### Dataset entries
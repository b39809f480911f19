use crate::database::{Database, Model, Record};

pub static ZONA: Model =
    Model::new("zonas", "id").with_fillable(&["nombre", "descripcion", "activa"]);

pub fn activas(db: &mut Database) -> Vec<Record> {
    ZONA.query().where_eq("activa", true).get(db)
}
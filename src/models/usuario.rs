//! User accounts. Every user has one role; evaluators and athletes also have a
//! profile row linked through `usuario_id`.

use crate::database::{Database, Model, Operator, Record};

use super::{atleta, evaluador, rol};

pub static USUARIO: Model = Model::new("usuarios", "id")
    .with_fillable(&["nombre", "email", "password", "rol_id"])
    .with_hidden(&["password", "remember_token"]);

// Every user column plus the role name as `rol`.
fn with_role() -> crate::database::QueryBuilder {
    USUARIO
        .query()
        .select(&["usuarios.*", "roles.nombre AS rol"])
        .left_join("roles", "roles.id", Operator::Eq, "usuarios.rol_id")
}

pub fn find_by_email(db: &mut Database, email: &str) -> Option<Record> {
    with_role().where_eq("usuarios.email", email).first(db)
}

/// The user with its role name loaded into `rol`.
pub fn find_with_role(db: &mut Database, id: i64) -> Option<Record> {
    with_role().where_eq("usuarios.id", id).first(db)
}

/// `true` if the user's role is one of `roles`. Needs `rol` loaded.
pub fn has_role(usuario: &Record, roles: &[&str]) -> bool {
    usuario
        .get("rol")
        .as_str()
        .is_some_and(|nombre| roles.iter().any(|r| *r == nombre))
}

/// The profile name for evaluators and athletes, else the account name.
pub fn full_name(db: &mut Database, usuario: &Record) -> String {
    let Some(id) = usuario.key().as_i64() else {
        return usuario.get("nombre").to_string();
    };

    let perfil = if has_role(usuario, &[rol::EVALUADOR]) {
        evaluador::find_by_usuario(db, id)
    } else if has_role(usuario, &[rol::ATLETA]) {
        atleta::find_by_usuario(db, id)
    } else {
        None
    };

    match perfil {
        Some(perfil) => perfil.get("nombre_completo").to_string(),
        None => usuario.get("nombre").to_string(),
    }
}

...

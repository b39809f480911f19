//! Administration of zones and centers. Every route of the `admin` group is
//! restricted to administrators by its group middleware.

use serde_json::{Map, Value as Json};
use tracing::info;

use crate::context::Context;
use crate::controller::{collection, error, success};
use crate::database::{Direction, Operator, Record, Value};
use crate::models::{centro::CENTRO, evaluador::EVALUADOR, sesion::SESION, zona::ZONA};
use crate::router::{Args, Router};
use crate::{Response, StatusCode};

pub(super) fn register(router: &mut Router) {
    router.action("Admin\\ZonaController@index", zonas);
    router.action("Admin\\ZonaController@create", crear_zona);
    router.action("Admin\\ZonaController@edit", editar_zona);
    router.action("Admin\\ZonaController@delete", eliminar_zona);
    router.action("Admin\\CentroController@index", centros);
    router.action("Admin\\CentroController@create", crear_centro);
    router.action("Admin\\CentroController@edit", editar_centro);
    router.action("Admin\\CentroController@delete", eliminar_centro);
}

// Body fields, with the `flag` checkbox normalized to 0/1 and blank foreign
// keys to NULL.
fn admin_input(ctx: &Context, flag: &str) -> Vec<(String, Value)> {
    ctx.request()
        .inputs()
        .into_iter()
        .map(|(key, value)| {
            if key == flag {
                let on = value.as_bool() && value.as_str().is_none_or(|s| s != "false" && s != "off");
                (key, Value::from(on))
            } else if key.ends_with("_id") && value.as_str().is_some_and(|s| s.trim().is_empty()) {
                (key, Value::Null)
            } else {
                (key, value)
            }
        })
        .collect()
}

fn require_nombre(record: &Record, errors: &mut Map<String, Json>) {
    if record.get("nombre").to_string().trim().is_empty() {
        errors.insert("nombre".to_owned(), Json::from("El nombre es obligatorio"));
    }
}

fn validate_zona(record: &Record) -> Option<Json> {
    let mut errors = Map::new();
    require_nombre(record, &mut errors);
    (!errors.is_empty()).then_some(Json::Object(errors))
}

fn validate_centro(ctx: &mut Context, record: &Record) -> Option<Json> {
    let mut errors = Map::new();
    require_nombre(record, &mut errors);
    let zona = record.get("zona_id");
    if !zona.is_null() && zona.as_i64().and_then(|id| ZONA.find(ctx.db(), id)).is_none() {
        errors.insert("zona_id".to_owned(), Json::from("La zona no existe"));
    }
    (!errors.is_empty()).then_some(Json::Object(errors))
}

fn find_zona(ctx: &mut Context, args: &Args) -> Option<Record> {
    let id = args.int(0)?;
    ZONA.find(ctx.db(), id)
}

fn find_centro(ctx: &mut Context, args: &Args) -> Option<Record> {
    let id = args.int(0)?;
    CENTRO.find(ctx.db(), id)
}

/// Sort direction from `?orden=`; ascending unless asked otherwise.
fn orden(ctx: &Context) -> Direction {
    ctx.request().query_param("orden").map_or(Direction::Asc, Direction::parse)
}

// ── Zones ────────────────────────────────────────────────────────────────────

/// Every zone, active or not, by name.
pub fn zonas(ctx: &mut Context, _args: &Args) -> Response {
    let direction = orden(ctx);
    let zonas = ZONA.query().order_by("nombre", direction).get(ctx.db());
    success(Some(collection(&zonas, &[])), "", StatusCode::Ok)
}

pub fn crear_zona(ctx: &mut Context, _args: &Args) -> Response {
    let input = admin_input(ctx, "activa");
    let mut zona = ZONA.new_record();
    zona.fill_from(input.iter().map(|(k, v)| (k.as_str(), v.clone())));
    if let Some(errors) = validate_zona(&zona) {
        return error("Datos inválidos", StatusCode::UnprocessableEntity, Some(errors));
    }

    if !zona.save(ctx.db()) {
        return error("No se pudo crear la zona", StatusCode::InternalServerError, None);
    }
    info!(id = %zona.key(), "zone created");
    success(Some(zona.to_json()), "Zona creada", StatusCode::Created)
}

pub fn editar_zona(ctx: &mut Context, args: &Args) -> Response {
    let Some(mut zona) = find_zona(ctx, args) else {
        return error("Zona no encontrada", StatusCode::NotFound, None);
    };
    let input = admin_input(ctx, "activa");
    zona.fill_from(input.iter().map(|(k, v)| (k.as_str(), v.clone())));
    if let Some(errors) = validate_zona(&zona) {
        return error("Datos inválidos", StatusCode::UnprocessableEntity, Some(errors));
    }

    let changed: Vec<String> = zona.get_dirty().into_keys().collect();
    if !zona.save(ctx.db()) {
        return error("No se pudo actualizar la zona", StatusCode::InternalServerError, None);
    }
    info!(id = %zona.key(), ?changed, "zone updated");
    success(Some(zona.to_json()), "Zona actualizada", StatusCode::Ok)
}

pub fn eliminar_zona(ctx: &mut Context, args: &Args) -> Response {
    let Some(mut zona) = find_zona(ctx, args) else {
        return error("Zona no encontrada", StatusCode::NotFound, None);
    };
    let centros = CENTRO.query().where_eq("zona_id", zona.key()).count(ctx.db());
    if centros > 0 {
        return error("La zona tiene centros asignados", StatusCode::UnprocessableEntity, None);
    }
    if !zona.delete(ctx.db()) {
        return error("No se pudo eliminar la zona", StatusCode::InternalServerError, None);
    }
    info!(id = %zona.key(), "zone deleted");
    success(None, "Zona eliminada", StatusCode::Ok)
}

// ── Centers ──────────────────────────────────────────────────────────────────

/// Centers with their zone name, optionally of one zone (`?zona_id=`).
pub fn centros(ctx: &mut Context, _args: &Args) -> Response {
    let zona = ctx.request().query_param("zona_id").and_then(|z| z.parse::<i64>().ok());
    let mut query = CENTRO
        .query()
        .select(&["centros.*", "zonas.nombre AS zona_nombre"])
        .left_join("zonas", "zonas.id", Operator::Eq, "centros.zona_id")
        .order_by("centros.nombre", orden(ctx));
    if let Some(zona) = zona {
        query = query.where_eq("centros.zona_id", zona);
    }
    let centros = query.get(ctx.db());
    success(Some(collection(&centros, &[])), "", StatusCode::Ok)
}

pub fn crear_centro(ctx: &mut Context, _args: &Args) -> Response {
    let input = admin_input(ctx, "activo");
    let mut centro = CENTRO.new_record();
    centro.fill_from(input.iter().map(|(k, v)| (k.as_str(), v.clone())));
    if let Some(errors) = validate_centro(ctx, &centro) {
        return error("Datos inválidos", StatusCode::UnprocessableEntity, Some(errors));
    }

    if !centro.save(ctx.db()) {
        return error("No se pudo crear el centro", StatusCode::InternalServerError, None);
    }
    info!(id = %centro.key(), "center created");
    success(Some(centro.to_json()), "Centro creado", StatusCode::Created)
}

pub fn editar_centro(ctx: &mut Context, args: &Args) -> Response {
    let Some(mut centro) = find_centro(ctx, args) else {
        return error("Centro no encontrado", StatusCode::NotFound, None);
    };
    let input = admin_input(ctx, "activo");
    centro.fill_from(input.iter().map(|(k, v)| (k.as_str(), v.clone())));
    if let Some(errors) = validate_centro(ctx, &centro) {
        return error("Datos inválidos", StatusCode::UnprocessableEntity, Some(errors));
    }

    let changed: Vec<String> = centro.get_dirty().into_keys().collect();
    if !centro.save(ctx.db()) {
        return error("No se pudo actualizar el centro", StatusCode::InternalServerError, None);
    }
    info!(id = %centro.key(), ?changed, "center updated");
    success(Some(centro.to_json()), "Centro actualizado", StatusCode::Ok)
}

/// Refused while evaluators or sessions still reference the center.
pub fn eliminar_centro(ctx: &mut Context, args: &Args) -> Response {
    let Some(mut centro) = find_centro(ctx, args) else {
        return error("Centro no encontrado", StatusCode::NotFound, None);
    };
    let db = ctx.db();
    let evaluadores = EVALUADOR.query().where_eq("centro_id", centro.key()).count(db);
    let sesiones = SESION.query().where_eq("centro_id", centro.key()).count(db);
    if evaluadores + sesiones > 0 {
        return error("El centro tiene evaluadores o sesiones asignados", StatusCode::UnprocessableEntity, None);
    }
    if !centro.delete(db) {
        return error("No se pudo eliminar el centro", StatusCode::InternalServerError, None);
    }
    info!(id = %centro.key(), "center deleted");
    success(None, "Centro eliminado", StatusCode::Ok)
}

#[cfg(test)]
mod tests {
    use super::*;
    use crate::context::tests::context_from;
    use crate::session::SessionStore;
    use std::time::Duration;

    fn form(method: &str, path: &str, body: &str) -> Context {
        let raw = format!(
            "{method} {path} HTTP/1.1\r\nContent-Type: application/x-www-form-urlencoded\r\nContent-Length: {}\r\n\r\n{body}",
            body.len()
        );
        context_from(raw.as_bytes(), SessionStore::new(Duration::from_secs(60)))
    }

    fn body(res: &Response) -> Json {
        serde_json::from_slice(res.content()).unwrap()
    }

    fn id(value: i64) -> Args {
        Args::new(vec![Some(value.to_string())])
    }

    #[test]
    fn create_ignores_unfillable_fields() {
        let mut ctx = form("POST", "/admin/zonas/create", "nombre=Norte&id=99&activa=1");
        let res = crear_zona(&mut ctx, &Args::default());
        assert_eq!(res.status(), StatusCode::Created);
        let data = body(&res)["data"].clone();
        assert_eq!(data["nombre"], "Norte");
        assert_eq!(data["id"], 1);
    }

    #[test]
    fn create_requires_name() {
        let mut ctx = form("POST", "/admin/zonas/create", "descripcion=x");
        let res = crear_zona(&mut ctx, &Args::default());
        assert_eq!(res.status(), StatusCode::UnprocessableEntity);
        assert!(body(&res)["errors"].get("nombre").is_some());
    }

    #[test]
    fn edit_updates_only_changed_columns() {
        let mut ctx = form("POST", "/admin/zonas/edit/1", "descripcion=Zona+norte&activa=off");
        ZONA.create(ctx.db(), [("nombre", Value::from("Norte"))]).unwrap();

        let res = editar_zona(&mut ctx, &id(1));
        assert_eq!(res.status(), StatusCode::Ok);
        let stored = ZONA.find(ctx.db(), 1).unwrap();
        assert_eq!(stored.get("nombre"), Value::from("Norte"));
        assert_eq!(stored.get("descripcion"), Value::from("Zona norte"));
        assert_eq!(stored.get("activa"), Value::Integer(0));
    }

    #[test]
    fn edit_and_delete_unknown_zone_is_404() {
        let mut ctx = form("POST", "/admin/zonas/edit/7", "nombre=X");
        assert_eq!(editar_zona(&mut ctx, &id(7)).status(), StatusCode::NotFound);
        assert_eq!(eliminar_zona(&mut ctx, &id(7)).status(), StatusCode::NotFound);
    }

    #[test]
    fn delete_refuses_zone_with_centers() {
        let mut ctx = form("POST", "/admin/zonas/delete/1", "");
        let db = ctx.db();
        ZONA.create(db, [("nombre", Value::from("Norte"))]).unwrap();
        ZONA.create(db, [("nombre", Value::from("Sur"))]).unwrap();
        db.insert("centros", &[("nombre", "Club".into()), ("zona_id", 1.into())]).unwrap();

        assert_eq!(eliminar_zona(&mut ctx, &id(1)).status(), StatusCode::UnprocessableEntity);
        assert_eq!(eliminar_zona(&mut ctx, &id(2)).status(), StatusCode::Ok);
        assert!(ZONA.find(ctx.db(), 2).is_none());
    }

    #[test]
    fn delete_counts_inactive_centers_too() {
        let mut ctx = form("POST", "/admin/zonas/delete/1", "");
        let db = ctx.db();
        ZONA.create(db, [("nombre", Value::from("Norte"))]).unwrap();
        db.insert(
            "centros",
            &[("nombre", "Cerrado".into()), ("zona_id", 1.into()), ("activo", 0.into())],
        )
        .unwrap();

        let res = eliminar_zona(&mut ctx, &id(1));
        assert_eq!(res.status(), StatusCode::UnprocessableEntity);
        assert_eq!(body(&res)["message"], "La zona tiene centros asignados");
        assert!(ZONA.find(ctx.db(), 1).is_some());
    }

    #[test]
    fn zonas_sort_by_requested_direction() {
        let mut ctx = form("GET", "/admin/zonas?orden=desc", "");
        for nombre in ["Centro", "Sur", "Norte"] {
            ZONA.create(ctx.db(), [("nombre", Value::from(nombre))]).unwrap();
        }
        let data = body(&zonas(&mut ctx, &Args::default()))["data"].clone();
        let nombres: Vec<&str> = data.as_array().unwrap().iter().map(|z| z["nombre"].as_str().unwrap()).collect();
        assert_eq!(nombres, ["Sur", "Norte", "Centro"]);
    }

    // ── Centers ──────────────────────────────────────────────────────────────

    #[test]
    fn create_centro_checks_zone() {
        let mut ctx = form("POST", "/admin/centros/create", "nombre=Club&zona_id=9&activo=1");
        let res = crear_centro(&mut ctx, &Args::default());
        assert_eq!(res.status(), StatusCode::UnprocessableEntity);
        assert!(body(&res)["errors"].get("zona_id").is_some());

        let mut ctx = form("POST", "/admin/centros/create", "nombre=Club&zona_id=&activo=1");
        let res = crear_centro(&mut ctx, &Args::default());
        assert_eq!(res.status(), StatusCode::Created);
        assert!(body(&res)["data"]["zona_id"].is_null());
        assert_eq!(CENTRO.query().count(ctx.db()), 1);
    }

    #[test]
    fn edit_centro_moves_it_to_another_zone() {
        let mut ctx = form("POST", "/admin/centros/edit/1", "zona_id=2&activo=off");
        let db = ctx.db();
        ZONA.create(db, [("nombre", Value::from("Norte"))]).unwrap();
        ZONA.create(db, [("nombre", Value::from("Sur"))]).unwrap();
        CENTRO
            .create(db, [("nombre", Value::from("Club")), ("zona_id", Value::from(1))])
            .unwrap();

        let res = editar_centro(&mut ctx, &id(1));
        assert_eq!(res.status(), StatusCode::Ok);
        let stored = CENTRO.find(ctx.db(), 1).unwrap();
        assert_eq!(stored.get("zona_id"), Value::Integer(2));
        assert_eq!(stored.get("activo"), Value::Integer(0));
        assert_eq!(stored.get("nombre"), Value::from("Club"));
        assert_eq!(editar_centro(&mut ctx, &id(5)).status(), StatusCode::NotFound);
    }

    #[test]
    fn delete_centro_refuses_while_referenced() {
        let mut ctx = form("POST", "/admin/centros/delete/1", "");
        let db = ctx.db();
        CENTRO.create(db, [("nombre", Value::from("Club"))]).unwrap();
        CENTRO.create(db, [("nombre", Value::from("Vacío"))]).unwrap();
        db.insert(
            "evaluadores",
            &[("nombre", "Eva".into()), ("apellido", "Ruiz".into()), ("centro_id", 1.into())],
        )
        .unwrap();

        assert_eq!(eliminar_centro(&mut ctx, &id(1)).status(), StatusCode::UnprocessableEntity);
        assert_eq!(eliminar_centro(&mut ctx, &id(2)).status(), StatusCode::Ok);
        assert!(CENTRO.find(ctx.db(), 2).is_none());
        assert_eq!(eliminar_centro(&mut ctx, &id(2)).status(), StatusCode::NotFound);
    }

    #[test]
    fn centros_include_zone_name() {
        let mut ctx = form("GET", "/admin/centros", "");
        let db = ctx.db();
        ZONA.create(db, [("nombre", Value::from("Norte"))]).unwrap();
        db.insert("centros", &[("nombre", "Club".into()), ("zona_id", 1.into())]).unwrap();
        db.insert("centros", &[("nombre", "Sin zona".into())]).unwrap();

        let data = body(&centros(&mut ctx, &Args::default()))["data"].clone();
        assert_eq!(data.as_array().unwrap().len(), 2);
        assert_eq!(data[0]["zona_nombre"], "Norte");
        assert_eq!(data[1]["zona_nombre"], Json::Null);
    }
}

### Task to complete
Taking the records above as input, show every line in which the word "sesiones" is present.

### Answer space
    let sesiones = SESION.query().where_eq("centro_id", centro.key()).count(db);
    if evaluadores + sesiones > 0 {
        return error("El centro tiene evaluadores o sesiones asignados", StatusCode::UnprocessableEntity, None);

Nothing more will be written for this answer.